-- Information given follows --

//! Depth-first traversal of the node tree, in document order.

use crate::{
    attribute::{escape, is_void_element, write_attributes},
    error::{Cause, ContentError, ErrorKind, RenderError},
    node::{ComponentNode, DeferredNode, ElementNode, Node, Rendered},
    once::OnceKey,
    prefetch::{PrefetchCache, PrefetchEntry},
    render::{component_instantiator_key, RenderMode},
    stream_buffer::StreamBuffer,
};
use async_recursion::async_recursion;
use futures::FutureExt;
use render_context::Context;
use rustc_hash::FxHashSet;
use std::borrow::Cow;

/// Per-render traversal state: the output pipe, the once-set, and the
/// component stack used to locate failures.
pub(crate) struct Walker {
    buffer: StreamBuffer,
    mode: RenderMode,
    prefetch: PrefetchCache,
    once_seen: FxHashSet<OnceKey>,
    names: Vec<Cow<'static, str>>,
}

impl Walker {
    pub(crate) fn new(buffer: StreamBuffer, mode: RenderMode, prefetch: PrefetchCache) -> Self {
        Walker {
            buffer,
            mode,
            prefetch,
            once_seen: FxHashSet::default(),
            names: Vec::new(),
        }
    }

    /// Builds a [`RenderError`] carrying the component stack at the
    /// failure site.
    fn error(&self, kind: ErrorKind, cause: Cause) -> RenderError {
        RenderError::new(kind, self.names.clone(), cause)
    }

    #[async_recursion(?Send)]
    pub(crate) async fn walk(&mut self, node: &Node, ctx: &Context) -> Result<(), RenderError> {
        match node {
            Node::Unit | Node::Bool(_) => Ok(()),
            Node::Text(text) => {
                self.buffer.add(&escape(text));
                Ok(())
            }
            Node::Int(n) => {
                self.buffer.add(&n.to_string());
                Ok(())
            }
            Node::Float(x) => {
                self.buffer.add(&x.to_string());
                Ok(())
            }
            Node::Raw(markup) => {
                self.buffer.add(markup);
                Ok(())
            }
            Node::Dynamic(value) => {
                self.buffer.add(&escape(&value.to_string()));
                Ok(())
            }
            Node::Sequence(children) => {
                for child in children.iter() {
                    self.walk(child, ctx).await?;
                }
                Ok(())
            }
            Node::Element(el) => {
                if let Some(name) = &el.display_name {
                    self.names.push(name.clone());
                }
                let result = self.walk_element(el, ctx).await;
                if el.display_name.is_some() {
                    self.names.pop();
                }
                result
            }
            Node::Deferred(deferred) => {
                if let Some(name) = &deferred.display_name {
                    self.names.push(name.clone());
                }
                let result = self.walk_deferred(deferred, ctx).await;
                if deferred.display_name.is_some() {
                    self.names.pop();
                }
                result
            }
            Node::Component(component) => {
                self.names.push(component.display_name.clone());
                let result = self.walk_component(component, ctx).await;
                self.names.pop();
                result
            }
            Node::Pending(pending) => {
                self.buffer.yield_now();
                match pending.future.clone().await {
                    Ok(resolved) => self.walk(&resolved, ctx).await,
                    Err(cause) => Err(self.error(ErrorKind::ContentPromise, cause)),
                }
            }
            Node::Once(once) => {
                if self.once_seen.insert(once.key.clone()) {
                    self.walk(&once.content, ctx).await
                } else {
                    Ok(())
                }
            }
            Node::StackPush(push) => {
                self.buffer.yield_now();
                self.buffer.begin_redirect(&push.stack);
                let result = self.walk(&push.content, ctx).await;
                self.buffer.end_redirect();
                result
            }
            Node::StackOut(out) => self
                .buffer
                .emit_redirected_content(&out.stack)
                .map_err(|cause| self.error(ErrorKind::InvalidContent, cause.into())),
            Node::Foreign(foreign) => Err(self.error(
                ErrorKind::InvalidContent,
                ContentError::ForeignElement {
                    marker: foreign.marker.to_string(),
                }
                .into(),
            )),
        }
    }

    async fn walk_element(&mut self, el: &ElementNode, ctx: &Context) -> Result<(), RenderError> {
        let mut closing = None;
        if let Some(tag) = &el.tag {
            let is_void = self.mode == RenderMode::Html && is_void_element(tag);
            if is_void && !el.content.is_empty() {
                return Err(self.error(
                    ErrorKind::AttributeType,
                    ContentError::VoidElementWithChildren {
                        tag: tag.to_string(),
                    }
                    .into(),
                ));
            }
            let self_closing = self.mode == RenderMode::Xml && el.content.is_empty();
            let mut open = String::with_capacity(tag.len() + 2);
            open.push('<');
            open.push_str(tag);
            write_attributes(&mut open, &el.attributes, self.mode)
                .map_err(|cause| self.error(ErrorKind::AttributeType, cause.into()))?;
            if self_closing {
                open.push_str(" />");
            } else {
                open.push('>');
            }
            self.buffer.add(&open);
            if is_void || self_closing {
                return Ok(());
            }
            closing = Some(tag);
        }
        for child in &el.content {
            self.walk(child, ctx).await?;
        }
        if let Some(tag) = closing {
            self.buffer.add("</");
            self.buffer.add(tag);
            self.buffer.add(">");
        }
        Ok(())
    }

    /// Evaluates a content function, consulting the prefetch cache first.
    async fn walk_deferred(
        &mut self,
        deferred: &DeferredNode,
        ctx: &Context,
    ) -> Result<(), RenderError> {
        let id = deferred.identity();
        match self.prefetch.lookup(id) {
            Some(PrefetchEntry::Ready { node, context }) => {
                return self.walk(&node, &context).await;
            }
            Some(PrefetchEntry::InFlight {
                future,
                forked,
                ambient,
            }) => {
                self.buffer.yield_now();
                match future.await {
                    Ok(node) => {
                        let context = if forked.was_modified() { forked } else { ambient };
                        self.prefetch.insert_ready(id, node.clone(), context.clone());
                        return self.walk(&node, &context).await;
                    }
                    // the scheduler swallows failures; re-invoke the
                    // function so the canonical error is raised here
                    Err(_) => self.prefetch.remove(id),
                }
            }
            None => {}
        }
        let forked = ctx.fork();
        let rendered = (*deferred.func)(forked.clone())
            .map_err(|cause| self.error(ErrorKind::ContentFunction, cause))?;
        // cache what we evaluate so the scheduler never re-invokes a
        // function whose result already exists
        match rendered {
            Rendered::Node(node) => {
                let context = if forked.was_modified() {
                    forked
                } else {
                    ctx.clone()
                };
                self.prefetch.insert_ready(id, node.clone(), context.clone());
                self.walk(&node, &context).await
            }
            Rendered::Future(future) => {
                let shared = future.shared();
                self.prefetch
                    .insert_in_flight(id, shared.clone(), forked.clone(), ctx.clone());
                self.buffer.yield_now();
                match shared.await {
                    Ok(node) => {
                        let context = if forked.was_modified() {
                            forked
                        } else {
                            ctx.clone()
                        };
                        self.prefetch.insert_ready(id, node.clone(), context.clone());
                        self.walk(&node, &context).await
                    }
                    Err(cause) => {
                        self.prefetch.remove(id);
                        Err(self.error(ErrorKind::ContentFunctionPromise, cause))
                    }
                }
            }
        }
    }

    /// Resolves a component reference through the instantiator callback and
    /// renders it like a content function.
    async fn walk_component(
        &mut self,
        component: &ComponentNode,
        ctx: &Context,
    ) -> Result<(), RenderError> {
        let instantiator = match ctx.get(&component_instantiator_key()) {
            Some(instantiator) => instantiator,
            None => {
                return Err(self.error(
                    ErrorKind::ContentFunction,
                    Cause::msg("no component instantiator in context"),
                ));
            }
        };
        let instance = (**instantiator)(component.reference.as_ref())
            .map_err(|cause| self.error(ErrorKind::ContentFunction, cause))?;
        let forked = ctx.fork();
        let rendered = instance
            .render(forked.clone())
            .map_err(|cause| self.error(ErrorKind::ContentFunction, cause))?;
        self.finish_deferred(rendered, forked, ctx).await
    }

    /// Walks a content function's result under the right context: the fork
    /// if the function wrote to it, otherwise the ambient frame, keeping
    /// chains shallow across read-only components.
    async fn finish_deferred(
        &mut self,
        rendered: Rendered,
        forked: Context,
        ctx: &Context,
    ) -> Result<(), RenderError> {
        match rendered {
            Rendered::Node(node) => {
                let context = if forked.was_modified() {
                    forked
                } else {
                    ctx.clone()
                };
                self.walk(&node, &context).await
            }
            Rendered::Future(future) => {
                self.buffer.yield_now();
                let node = future
                    .await
                    .map_err(|cause| self.error(ErrorKind::ContentFunctionPromise, cause))?;
                let context = if forked.was_modified() {
                    forked
                } else {
                    ctx.clone()
                };
                self.walk(&node, &context).await
            }
        }
    }
}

-- Information given concluded --

**Required action:**
Of the lines above, extract only those from the line with "is raised here" to the line with "self.prefetch.remove(id);", both included, exactly as written.

**Response:**
                    // function so the canonical error is raised here
                    Err(_) => self.prefetch.remove(id),
                }
            }
            None => {}
        }
        let forked = ctx.fork();
        let rendered = (*deferred.func)(forked.clone())
            .map_err(|cause| self.error(ErrorKind::ContentFunction, cause))?;
        // cache what we evaluate so the scheduler never re-invokes a
        // function whose result already exists
        match rendered {
            Rendered::Node(node) => {
                let context = if forked.was_modified() {
                    forked
                } else {
                    ctx.clone()
                };
                self.prefetch.insert_ready(id, node.clone(), context.clone());
                self.walk(&node, &context).await
            }
            Rendered::Future(future) => {
                let shared = future.shared();
                self.prefetch
                    .insert_in_flight(id, shared.clone(), forked.clone(), ctx.clone());
                self.buffer.yield_now();
                match shared.await {
                    Ok(node) => {
                        let context = if forked.was_modified() {
                            forked
                        } else {
                            ctx.clone()
                        };
                        self.prefetch.insert_ready(id, node.clone(), context.clone());
                        self.walk(&node, &context).await
                    }
                    Err(cause) => {
                        self.prefetch.remove(id);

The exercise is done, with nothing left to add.